I spend most of the day in the refuge of the apartment (what a nice word refuge is, Amir would say now). Aunt Ruthie hadn’t been in any condition to take anything with her to the hospital. Everything stayed here. Her library is still overflowing with its unique blend of books: slim volumes of poetry, small comic books and paperback romance novels. On the cabinet in the study there’s still a picture of her father when he was young. He was so handsome, she always used to say, touching the plastic frame with the tip of her finger. I always agreed with her, even when I’d grown up and knew she was exaggerating. Her paintings hung on the walls of the bedroom, the living room and the workroom, and there was a slip of paper next to each one with the name of the painting on it, just like in a gallery. Here’s ‘Self-Portrait’, a painting of a woman who doesn’t resemble Aunt Ruthie in the slightest. Once, I thought it was strange to paint someone else and call it ‘Self-Portrait’. Hanging on the right is ‘Family Tree’, whose branches scream to the heavens like the arms of someone being taken out to be executed in the Holocaust. On the opposite wall is my portrait, and next to it a sign that says ‘Girl’. I remember how she sat me down on a chair and told me not to move, and when I started to get bored and complained that my bottom hurt, she said, just a little bit more, Noa’le, and promised that ‘after we finish, we’ll go to Dizengoff and buy you a double chocolate ice-cream.’

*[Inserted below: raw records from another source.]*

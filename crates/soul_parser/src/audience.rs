//! Who is around when an emote is made.

use soul_foundation::Person;

/// Longest name, in words, matched across several tokens.
pub const MAX_NAME_WORDS: usize = 5;

/// The actor plus everyone present who can be targeted.
///
/// `present` may or may not include the actor; [`others`](Self::others)
/// always leaves them out.
#[derive(Clone, Debug, PartialEq, Eq)]
pub struct Audience {
    actor: Person,
    present: Vec<Person>,
}

/// Result of matching a name prefix against the people present.
#[derive(Clone, Debug, PartialEq, Eq)]
pub enum NameMatch<'a> {
    /// Exactly one name starts with the prefix.
    Found(&'a Person),
    /// Several names start with the prefix; their keys, sorted.
    Ambiguous(Vec<String>),
    /// Nobody matches.
    None,
}

impl Audience {
    /// Creates an audience.
    #[must_use]
    pub fn new(actor: Person, present: Vec<Person>) -> Self {
        Self { actor, present }
    }

    /// The person making the emote.
    #[must_use]
    pub fn actor(&self) -> &Person {
        &self.actor
    }

    /// Everyone present, as given.
    #[must_use]
    pub fn present(&self) -> &[Person] {
        &self.present
    }

    /// Everyone present except the actor, in the order given.
    pub fn others(&self) -> impl Iterator<Item = &Person> {
        self.present.iter().filter(move |p| p.id() != self.actor.id())
    }

    /// Whether `person` is the actor or one of the people present.
    #[must_use]
    pub fn contains(&self, person: &Person) -> bool {
        *person == self.actor || self.present.contains(person)
    }

    /// The person whose lowercase name is exactly `word`, actor included.
    #[must_use]
    pub fn find_exact(&self, word: &str) -> Option<&Person> {
        std::iter::once(&self.actor)
            .chain(self.others())
            .find(|p| p.key() == word)
    }

    /// The person whose name is spelled by the leading `words`, and how many
    /// words it takes. Shorter names are tried first.
    #[must_use]
    pub fn find_name(&self, words: &[&str]) -> Option<(&Person, usize)> {
        let mut name = String::new();
        for (count, word) in words.iter().take(MAX_NAME_WORDS).enumerate() {
            if count > 0 {
                name.push(' ');
            }
            name.push_str(word);
            if let Some(person) = self.find_exact(&name) {
                return Some((person, count + 1));
            }
        }
        None
    }

    /// People other than the actor whose name starts with `prefix`.
    ///
    /// Only lowercase letters and spaces are matched; anything else finds
    /// nobody.
    #[must_use]
    pub fn find_prefix(&self, prefix: &str) -> NameMatch<'_> {
        if prefix.is_empty() || !prefix.chars().all(|c| c.is_ascii_lowercase() || c == ' ') {
            return NameMatch::None;
        }

        let mut found: Vec<(String, &Person)> = self
            .others()
            .map(|p| (p.key(), p))
            .filter(|(key, _)| key.starts_with(prefix))
            .collect();
        found.sort_by(|a, b| a.0.cmp(&b.0));
        found.dedup_by(|a, b| a.0 == b.0);

        match found.as_slice() {
            [] => NameMatch::None,
            [(_, person)] => NameMatch::Found(person),
            _ => NameMatch::Ambiguous(found.into_iter().map(|(key, _)| key).collect()),
        }
    }
}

From the first time my parents dumped me at her place, a line stretched directly between us that skipped over two stopping points: my grandmother and my mother. We used to play girls’ games together and buy clothes on Dizengoff and come home and paste collages all night — cutting from magazines and pieces of clothes. All my parents’ strict rules — you have to go to sleep at ten, you can’t watch Dallas , you can’t listen to music with the volume turned up — all those rules were cancelled for a day or two, on the condition, of course, that I didn’t tell (she was scared to death of my mother).
She was the only one, except for my father, my mother and Yoav, who knew about the stomach pumping — I told her, even though my parents wanted to hide it from her too — and she was the one who sent me to paint. I started that way too, she said, and the shadow that passed across her eyes made it clear what she meant when she said ‘that way’.